→ **The problem**:
A verbatim copy of every entry is required. Produce it now.

Dataset records:
____

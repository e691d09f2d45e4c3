use std::fmt;

use serde::{Deserialize, Serialize};
use thiserror::Error;

/// Pipeline stage an error is attributed to.
#[derive(Debug, Clone, Copy, PartialEq, Eq, Hash, Serialize, Deserialize)]
#[serde(rename_all = "snake_case")]
pub enum Stage {
    Input,
    AudioExtraction,
    Transcription,
    Encoding,
    Burn,
}

impl fmt::Display for Stage {
    fn fmt(&self, f: &mut fmt::Formatter<'_>) -> fmt::Result {
        let name = match self {
            Stage::Input => "input",
            Stage::AudioExtraction => "audio extraction",
            Stage::Transcription => "transcription",
            Stage::Encoding => "subtitle encoding",
            Stage::Burn => "subtitle burn-in",
        };
        f.write_str(name)
    }
}

#[derive(Error, Debug)]
pub enum SubburnError {
    #[error("IO error: {0}")]
    Io(#[from] std::io::Error),

    #[error("JSON serialization error: {0}")]
    Json(#[from] serde_json::Error),

    #[error("TOML parsing error: {0}")]
    Toml(#[from] toml::de::Error),

    #[error("HTTP request error: {0}")]
    Http(#[from] reqwest::Error),

    #[error("Video not found: {0}")]
    NotFound(String),

    #[error("Audio extraction failed: {message}")]
    AudioExtraction { message: String, transient: bool },

    #[error("Transcription failed: {message}")]
    Transcription { message: String, transient: bool },

    #[error("Subtitle encoding error: {0}")]
    Encoding(String),

    #[error("Subtitle burn-in failed: {message}")]
    Burn { message: String, transient: bool },

    #[error("{stage} timed out after {secs}s")]
    Timeout { stage: Stage, secs: u64 },

    #[error("Configuration error: {0}")]
    Config(String),

    #[error("Job error: {0}")]
    Job(String),

    #[error("Invalid job transition from {from} to {to}")]
    InvalidTransition { from: String, to: String },
}

impl SubburnError {
    pub fn audio_extraction(message: impl Into<String>) -> Self {
        Self::AudioExtraction { message: message.into(), transient: false }
    }

    pub fn transcription(message: impl Into<String>) -> Self {
        Self::Transcription { message: message.into(), transient: false }
    }

    pub fn burn(message: impl Into<String>) -> Self {
        Self::Burn { message: message.into(), transient: false }
    }

    /// Builds the stage error for a process that could not be spawned or waited on.
    pub(crate) fn spawn_failure(stage: Stage, message: impl Into<String>) -> Self {
        let message = message.into();
        match stage {
            Stage::AudioExtraction => Self::AudioExtraction { message, transient: true },
            Stage::Transcription => Self::Transcription { message, transient: true },
            Stage::Burn => Self::Burn { message, transient: true },
            Stage::Encoding => Self::Encoding(message),
            Stage::Input => Self::NotFound(message),
        }
    }

    /// Builds the stage error for a process that ran and reported failure.
    pub(crate) fn process_failure(stage: Stage, message: impl Into<String>) -> Self {
        let message = message.into();
        match stage {
            Stage::AudioExtraction => Self::audio_extraction(message),
            Stage::Transcription => Self::transcription(message),
            Stage::Burn => Self::burn(message),
            Stage::Encoding => Self::Encoding(message),
            Stage::Input => Self::NotFound(message),
        }
    }

    /// The pipeline stage this error belongs to, if any.
    pub fn stage(&self) -> Option<Stage> {
        match self {
            Self::NotFound(_) => Some(Stage::Input),
            Self::AudioExtraction { .. } => Some(Stage::AudioExtraction),
            Self::Transcription { .. } => Some(Stage::Transcription),
            Self::Encoding(_) => Some(Stage::Encoding),
            Self::Burn { .. } => Some(Stage::Burn),
            Self::Timeout { stage, .. } => Some(*stage),
            _ => None,
        }
    }

    /// Whether retrying the same job could plausibly succeed.
    ///
    /// Timeouts and failures to launch a process are transient; a process that
    /// ran and exited non-zero, or produced output we cannot read, is not.
    pub fn is_transient(&self) -> bool {
        match self {
            Self::Timeout { .. } | Self::Http(_) => true,
            Self::AudioExtraction { transient, .. }
            | Self::Transcription { transient, .. }
            | Self::Burn { transient, .. } => *transient,
            _ => false,
        }
    }
}

pub type Result<T> = std::result::Result<T, SubburnError>;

____

→ **Response to this task**:
repository e691d09f2d45e4c3
use std::fmt;

use serde::{Deserialize, Serialize};
use thiserror::Error;

/// Pipeline stage an error is attributed to.
#[derive(Debug, Clone, Copy, PartialEq, Eq, Hash, Serialize, Deserialize)]
#[serde(rename_all = "snake_case")]
pub enum Stage {
    Input,
    AudioExtraction,
    Transcription,
    Encoding,
    Burn,
}

impl fmt::Display for Stage {
    fn fmt(&self, f: &mut fmt::Formatter<'_>) -> fmt::Result {
        let name = match self {
            Stage::Input => "input",
            Stage::AudioExtraction => "audio extraction",
            Stage::Transcription => "transcription",
            Stage::Encoding => "subtitle encoding",
            Stage::Burn => "subtitle burn-in",
        };
        f.write_str(name)
    }
}

#[derive(Error, Debug)]
pub enum SubburnError {
    #[error("IO error: {0}")]
    Io(#[from] std::io::Error),

    #[error("JSON serialization error: {0}")]
    Json(#[from] serde_json::Error),

    #[error("TOML parsing error: {0}")]
    Toml(#[from] toml::de::Error),

    #[error("HTTP request error: {0}")]
    Http(#[from] reqwest::Error),

    #[error("Video not found: {0}")]
    NotFound(String),

    #[error("Audio extraction failed: {message}")]
    AudioExtraction { message: String, transient: bool },

    #[error("Transcription failed: {message}")]
    Transcription { message: String, transient: bool },

    #[error("Subtitle encoding error: {0}")]
    Encoding(String),

    #[error("Subtitle burn-in failed: {message}")]
    Burn { message: String, transient: bool },

    #[error("{stage} timed out after {secs}s")]
    Timeout { stage: Stage, secs: u64 },

    #[error("Configuration error: {0}")]
    Config(String),

    #[error("Job error: {0}")]
    Job(String),

    #[error("Invalid job transition from {from} to {to}")]
    InvalidTransition { from: String, to: String },
}

impl SubburnError {
    pub fn audio_extraction(message: impl Into<String>) -> Self {
        Self::AudioExtraction { message: message.into(), transient: false }
    }

    pub fn transcription(message: impl Into<String>) -> Self {
        Self::Transcription { message: message.into(), transient: false }
    }

    pub fn burn(message: impl Into<String>) -> Self {
        Self::Burn { message: message.into(), transient: false }
    }

    /// Builds the stage error for a process that could not be spawned or waited on.
    pub(crate) fn spawn_failure(stage: Stage, message: impl Into<String>) -> Self {
        let message = message.into();
        match stage {
            Stage::AudioExtraction => Self::AudioExtraction { message, transient: true },
            Stage::Transcription => Self::Transcription { message, transient: true },
            Stage::Burn => Self::Burn { message, transient: true },
            Stage::Encoding => Self::Encoding(message),
            Stage::Input => Self::NotFound(message),
        }
    }

    /// Builds the stage error for a process that ran and reported failure.
    pub(crate) fn process_failure(stage: Stage, message: impl Into<String>) -> Self {
        let message = message.into();
        match stage {
            Stage::AudioExtraction => Self::audio_extraction(message),
            Stage::Transcription => Self::transcription(message),
            Stage::Burn => Self::burn(message),
            Stage::Encoding => Self::Encoding(message),
            Stage::Input => Self::NotFound(message),
        }
    }

    /// The pipeline stage this error belongs to, if any.
    pub fn stage(&self) -> Option<Stage> {
        match self {
            Self::NotFound(_) => Some(Stage::Input),
            Self::AudioExtraction { .. } => Some(Stage::AudioExtraction),
            Self::Transcription { .. } => Some(Stage::Transcription),
            Self::Encoding(_) => Some(Stage::Encoding),
            Self::Burn { .. } => Some(Stage::Burn),
            Self::Timeout { stage, .. } => Some(*stage),
            _ => None,
        }
    }

    /// Whether retrying the same job could plausibly succeed.
    ///
    /// Timeouts and failures to launch a process are transient; a process that
    /// ran and exited non-zero, or produced output we cannot read, is not.
    pub fn is_transient(&self) -> bool {
        match self {
            Self::Timeout { .. } | Self::Http(_) => true,
            Self::AudioExtraction { transient, .. }
            | Self::Transcription { transient, .. }
            | Self::Burn { transient, .. } => *transient,
            _ => false,
        }
    }
}

pub type Result<T> = std::result::Result<T, SubburnError>;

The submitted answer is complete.